Note however that from the spaces next to the lower right corner you can also make a move to spaces on the new board, i.e. we counted them double. Therefore we have to substract 2 from the above answer.
Adding this all together; The new board containts all the moves the old one had + 8k-8 extra moves. I.e. 4k^2-12k+8 + 8k-8 = 4(k+1)^2-12(k+1)+8
Instead of solving the problem by induction, we can simply calculate the number of edges using our knowledge of how the knight moves. We consider six cases on a n x n chessboard when $n \ge 4$. To make the visualization easier, I have uploaded a picture of an 8 x 8 chessboard.
a) The knight is in the corner. When the knight is located in the corner, it can move to two different squares. There are four corners, so we will have $4 \cdot 2 = 8 $ edges.
b) The knight is located on a square on the edge of the board next to the corner. Here, the knight can move to three squares. As there are $8$ such squares (two next to every corner), we will have $8 \cdot 3 = 24$ edges.
c) The knight is located on the edge of the board but not on the squares in a) or b). Here, the knight has access to 4 squares. As there are $(n-4) \cdot 4$ such squares, we get $(n-4) \cdot 4 \cdot 4 = 16(n-4)$ edges.
d) The knight is on one of the squares that is adjacent to the corner but not on the edge. Here, the knight can move to $4$ squares, and there are $4$ such squares, so we have $4 \cdot 4 = 16$ edges.
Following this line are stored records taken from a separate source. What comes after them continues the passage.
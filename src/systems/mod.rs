//! The Entity-Component-System (ECS) module.
//!
//! This module contains the components, resources and systems that make up a tick.

pub mod bomb;
pub mod components;
pub mod enemy;
pub mod explosion;
pub mod lifetime;
pub mod player;
pub mod powerup;
pub mod state;

pub use self::bomb::*;
pub use self::components::*;
pub use self::enemy::*;
pub use self::explosion::*;
pub use self::lifetime::*;
pub use self::player::*;
pub use self::powerup::*;
pub use self::state::*;
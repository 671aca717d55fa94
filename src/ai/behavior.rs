//! Enemy decision making: wandering, range-gated chasing and threat avoidance.

use glam::{IVec2, Vec2};
use rand::{seq::SliceRandom, Rng};
use strum_macros::AsRefStr;
use tracing::trace;

use crate::ai::pathfinding::{find_path, first_step, manhattan};
use crate::ai::threat::ThreatMap;
use crate::constants::ai::{CHASE_INTERVAL, CHASE_PROBE_MARGIN, WANDER_INTERVAL};
use crate::map::{direction::Direction, grid::Grid};

/// What an enemy does when it is not fleeing.
#[derive(Debug, Clone, Copy, PartialEq, Eq, AsRefStr)]
pub enum Behavior {
    Wanderer,
    /// Pursues the player while within `range` tiles (Manhattan), wanders otherwise.
    Chaser { range: u32 },
}

/// How much an enemy reasons about its surroundings.
#[derive(Debug, Clone, Copy, PartialEq, Eq, Default)]
pub enum Intelligence {
    /// Greedy chasing, no awareness of bombs or explosions.
    #[default]
    Basic,
    /// Flees unsafe tiles and chases along A* paths.
    Smart,
}

/// Everything an enemy can observe when it decides.
pub struct Perception<'a> {
    pub grid: &'a Grid,
    pub threats: &'a ThreatMap<'a>,
    /// Continuous position, in pixels.
    pub position: Vec2,
    pub tile: IVec2,
    pub radius: f32,
    /// The player's tile, when the player is alive.
    pub target: Option<IVec2>,
}

/// Mutable decision state of a single enemy.
#[derive(Debug, Clone)]
pub struct Brain {
    pub behavior: Behavior,
    pub intelligence: Intelligence,
    heading: Option<Direction>,
    since_wander: f32,
    since_chase: f32,
    chasing: bool,
    blocked: bool,
}

impl Brain {
    pub fn new(behavior: Behavior, intelligence: Intelligence) -> Self {
        Self {
            behavior,
            intelligence,
            heading: None,
            // Due immediately so the first tick picks a heading.
            since_wander: WANDER_INTERVAL,
            since_chase: CHASE_INTERVAL,
            chasing: false,
            blocked: false,
        }
    }

    pub fn heading(&self) -> Option<Direction> {
        self.heading
    }

    pub fn is_chasing(&self) -> bool {
        self.chasing
    }

    /// Marks the last move as blocked so the next decision re-evaluates immediately.
    pub fn notify_blocked(&mut self) {
        self.blocked = true;
    }

    /// Advances the decision clocks and returns the heading for this tick.
    pub fn decide<R: Rng + ?Sized>(&mut self, view: &Perception, dt: f32, rng: &mut R) -> Option<Direction> {
        self.since_wander += dt;
        self.since_chase += dt;

        if self.intelligence == Intelligence::Smart {
            if let Some(escape) = view.threats.escape_direction(view.tile) {
                self.heading = Some(escape);
                self.blocked = false;
                return self.heading;
            }
        }

        let target = match self.behavior {
            Behavior::Wanderer => None,
            Behavior::Chaser { range } => view.target.filter(|&t| manhattan(t, view.tile) <= range),
        };

        match target {
            Some(target) => self.chase(view, target, rng),
            None => {
                if self.chasing {
                    trace!(tile = ?view.tile, "Target out of range, wandering");
                    self.chasing = false;
                }
                self.wander(view.grid, view.tile, rng);
            }
        }

        self.blocked = false;
        self.heading
    }

    fn wander<R: Rng + ?Sized>(&mut self, grid: &Grid, tile: IVec2, rng: &mut R) {
        if !self.blocked && self.since_wander < WANDER_INTERVAL {
            return;
        }
        self.since_wander = 0.0;
        self.heading = wander_heading(grid, tile, self.heading, rng);
    }

    fn chase<R: Rng + ?Sized>(&mut self, view: &Perception, target: IVec2, rng: &mut R) {
        let entering = !self.chasing;
        if !entering && !self.blocked && self.since_chase < CHASE_INTERVAL {
            return;
        }
        self.chasing = true;
        self.since_chase = 0.0;

        if view.tile == target {
            return;
        }

        let heading = match self.intelligence {
            Intelligence::Smart => match find_path(view.grid, view.tile, target, true) {
                Some(path) => first_step(&path),
                None => {
                    trace!(from = ?view.tile, to = ?target, "No path to target, wandering");
                    self.heading = wander_heading(view.grid, view.tile, self.heading, rng);
                    return;
                }
            },
            Intelligence::Basic => greedy_heading(view, target),
        };

        if entering {
            trace!(tile = ?view.tile, target = ?target, heading = ?heading, "Chase started");
        }
        self.heading = heading;
    }
}

/// Keeps the current heading while the next tile is open, otherwise picks a random open one.
pub fn wander_heading<R: Rng + ?Sized>(
    grid: &Grid,
    tile: IVec2,
    current: Option<Direction>,
    rng: &mut R,
) -> Option<Direction> {
    if let Some(dir) = current.filter(|dir| grid.is_open(tile + dir.as_ivec2())) {
        return Some(dir);
    }

    let mut directions = Direction::DIRECTIONS;
    directions.shuffle(rng);
    directions.into_iter().find(|dir| grid.is_open(tile + dir.as_ivec2()))
}

/// Axis-priority pursuit: the axis with the larger gap first, then the other, then anything open.
pub fn greedy_heading(view: &Perception, target: IVec2) -> Option<Direction> {
    let delta = target - view.tile;
    let (primary, secondary) = if delta.x.abs() > delta.y.abs() {
        (Direction::horizontal(delta.x), Direction::vertical(delta.y))
    } else {
        (Direction::vertical(delta.y), Direction::horizontal(delta.x))
    };

    primary
        .into_iter()
        .chain(secondary)
        .chain(Direction::DIRECTIONS)
        .find(|&dir| probe_is_open(view, dir))
}

/// Probes `radius + margin` pixels ahead of the entity.
///
/// If the probe point stays within the current tile, the neighbouring tile is checked instead.
fn probe_is_open(view: &Perception, dir: Direction) -> bool {
    let probe = view.position + dir.as_vec2() * (view.radius + CHASE_PROBE_MARGIN);
    let mut ahead = view.grid.pixel_to_tile(probe);
    if ahead == view.tile {
        ahead = view.tile + dir.as_ivec2();
    }
    view.grid.is_open(ahead)
}
use glam::{IVec2, Vec2};
use strum_macros::AsRefStr;

/// The four cardinal directions, in grid space (y grows downward).
#[derive(Debug, Clone, Copy, PartialEq, Eq, Hash, Default, AsRefStr)]
#[repr(usize)]
#[strum(serialize_all = "lowercase")]
pub enum Direction {
    Up,
    #[default]
    Down,
    Left,
    Right,
}

impl Direction {
    /// The four cardinal directions.
    /// This is just a convenience constant for iterating over the directions.
    pub const DIRECTIONS: [Direction; 4] = [Direction::Up, Direction::Down, Direction::Left, Direction::Right];

    /// Returns the opposite direction. Constant time.
    pub const fn opposite(self) -> Direction {
        match self {
            Direction::Up => Direction::Down,
            Direction::Down => Direction::Up,
            Direction::Left => Direction::Right,
            Direction::Right => Direction::Left,
        }
    }

    /// Returns the one-tile offset for this direction.
    pub fn as_ivec2(self) -> IVec2 {
        self.into()
    }

    /// Returns the unit vector for this direction.
    pub fn as_vec2(self) -> Vec2 {
        self.as_ivec2().as_vec2()
    }

    /// Returns true for `Left` and `Right`.
    pub const fn is_horizontal(self) -> bool {
        matches!(self, Direction::Left | Direction::Right)
    }

    /// Picks the horizontal direction matching the sign of `dx`, if any.
    pub fn horizontal(dx: i32) -> Option<Direction> {
        match dx.signum() {
            1 => Some(Direction::Right),
            -1 => Some(Direction::Left),
            _ => None,
        }
    }

    /// Picks the vertical direction matching the sign of `dy`, if any.
    pub fn vertical(dy: i32) -> Option<Direction> {
        match dy.signum() {
            1 => Some(Direction::Down),
            -1 => Some(Direction::Up),
            _ => None,
        }
    }
}

impl From<Direction> for IVec2 {
    fn from(dir: Direction) -> Self {
        match dir {
            Direction::Up => -IVec2::Y,
            Direction::Down => IVec2::Y,
            Direction::Left => -IVec2::X,
            Direction::Right => IVec2::X,
        }
    }
}
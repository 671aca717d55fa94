use boomer::config::GameConfig;
use boomer::constants::{bomb, player};
use boomer::error::GameError;
use boomer::events::{Cause, GameEvent, Victim};
use boomer::powerup::PowerupKind;
use glam::IVec2;
use speculoos::prelude::*;

#[test]
fn test_partial_config_keeps_defaults() {
    let config = GameConfig::from_json(
        r#"{
            "seed": 99,
            "chain_reactions": true,
            "player": { "base_power": 2 },
            "effect_durations": { "speed_increase": 10.0 }
        }"#,
    )
    .expect("config should parse");

    assert_that(&config.seed).is_equal_to(Some(99));
    assert_that(&config.chain_reactions).is_true();
    assert_that(&config.smart_ai).is_false();
    assert_that(&config.fuse_time).is_equal_to(bomb::FUSE_TIME);
    assert_that(&config.player.base_power).is_equal_to(2);
    assert_that(&config.player.speed).is_equal_to(player::SPEED);
    assert_that(&config.effect_durations.for_kind(PowerupKind::SpeedIncrease)).is_equal_to(Some(10.0));
    assert_that(&config.effect_durations.for_kind(PowerupKind::FireIncrease)).is_none();
}

#[test]
fn test_empty_config_is_default() {
    let config = GameConfig::from_json("{}").expect("empty object is valid");
    assert_that(&config).is_equal_to(GameConfig::default());
}

#[test]
fn test_bad_config_is_an_error() {
    let error = GameConfig::from_json(r#"{ "fuse_time": "soon" }"#).expect_err("wrong type");
    assert_that(&matches!(error, GameError::Json(_))).is_true();
}

#[test]
fn test_sound_names() {
    assert_that(&GameEvent::BombPlaced { tile: IVec2::ZERO }.sound_name()).is_equal_to(Some("place_bomb"));
    assert_that(
        &GameEvent::EntityDied {
            victim: Victim::Enemy,
            cause: Cause::Explosion,
            tile: IVec2::ZERO,
        }
        .sound_name(),
    )
    .is_equal_to(Some("enemy_die"));
    assert_that(&GameEvent::LevelWon.sound_name()).is_equal_to(Some("victory"));
    assert_that(&GameEvent::WallDestroyed { tile: IVec2::ZERO }.sound_name()).is_none();
}
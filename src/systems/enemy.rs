use bevy_ecs::{
    query::{With, Without},
    system::{Query, Res, ResMut},
};
use glam::Vec2;
use tracing::trace;

use crate::ai::behavior::Perception;
use crate::ai::threat::ThreatMap;
use crate::collision::{resolve_movement, Blockers};
use crate::map::grid::Grid;
use crate::systems::components::{
    Collider, Dead, DeltaTime, Enemy, Explosion, GameRng, PlayerControlled, Position, Velocity,
};

/// Lets every enemy pick its heading for this tick.
pub fn enemy_ai_system(
    dt: Res<DeltaTime>,
    grid: Res<Grid>,
    mut rng: ResMut<GameRng>,
    explosions: Query<&Explosion>,
    players: Query<&Position, (With<PlayerControlled>, Without<Dead>)>,
    mut enemies: Query<(&mut Enemy, &Position, &Collider, &mut Velocity), (Without<PlayerControlled>, Without<Dead>)>,
) {
    let threats = ThreatMap::new(&grid, explosions.iter().flat_map(|explosion| explosion.tiles.iter().copied()));
    let target = players.iter().next().map(|position| position.tile);

    for (mut enemy, position, collider, mut velocity) in enemies.iter_mut() {
        let view = Perception {
            grid: &grid,
            threats: &threats,
            position: position.pixel,
            tile: position.tile,
            radius: collider.radius,
            target,
        };
        let previous = enemy.brain.heading();
        let heading = enemy.brain.decide(&view, dt.seconds, &mut rng.0);
        if heading != previous {
            trace!(tile = ?position.tile, from = ?previous, to = ?heading, chasing = enemy.brain.is_chasing(), "Enemy heading changed");
        }
        velocity.direction = heading.map(|dir| dir.as_vec2()).unwrap_or(Vec2::ZERO);
    }
}

/// Moves enemies along their headings.
///
/// While travelling along one axis an enemy drifts back toward the center line of its
/// lane, which keeps it from catching on wall corners when it turns.
pub fn enemy_movement_system(
    dt: Res<DeltaTime>,
    grid: Res<Grid>,
    mut enemies: Query<(&mut Enemy, &mut Position, &Collider, &Velocity), Without<Dead>>,
) {
    for (mut enemy, mut position, collider, velocity) in enemies.iter_mut() {
        if velocity.direction == Vec2::ZERO {
            continue;
        }

        let step = enemy.speed * dt.seconds;
        let mut displacement = velocity.direction * step;
        let offset = grid.tile_center(position.tile) - position.pixel;
        if velocity.direction.x == 0.0 {
            displacement.x = offset.x.clamp(-step, step);
        } else if velocity.direction.y == 0.0 {
            displacement.y = offset.y.clamp(-step, step);
        }

        let result = resolve_movement(&grid, position.pixel, displacement, collider.radius, Blockers::all());
        let moved_forward = if velocity.direction.x != 0.0 { result.moved_x } else { result.moved_y };
        if !moved_forward {
            enemy.brain.notify_blocked();
        }
        position.set_pixel(&grid, result.position);
    }
}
e) The knight is on the row or column that is next to the row or column that's on the edge of the board, but not on the squares in d) or b). There are $(n-4) \cdot 4$ such squares and on each such square the knight can move to 6 squares, so we get $(n-4) \cdot 4 \cdot 6 = 24(n-4)$ edges.
f) The knight is on any other square, that is the squares that are not the two first or two last columns or the two top or two bottom rows. There are $(n-4) \cdot (n-4)$ such squares and on each such square, the knight can move to 8 squares, giving us $8 \cdot (n-4)^2$ edges.
Now we just calculate the sum of the edges in a) - f). Since we counted each edge twice, our answer will be half of this sum:
$\frac{16+24+16(n-4)+16+24(n-4)+8(n-4)^2}{2} = 4n^2 - 12n + 8$
Note: Incidentally, the answer is also valid for $n \ge 1$. For $n=1$ and $n=2$, the formula will give us the answer $0$, which is true since a knight on a 1 x 1 and a 2 x 2 chessboard has access to no squares, hence the corresponding knight graphs have no edges. A knight graph for the 3 x 3 chessboard is a disconnected graph with the circle graph $C_8$ and a lone vertex as components. The formula will give us that this graph will have $8$ edges, which is quite true.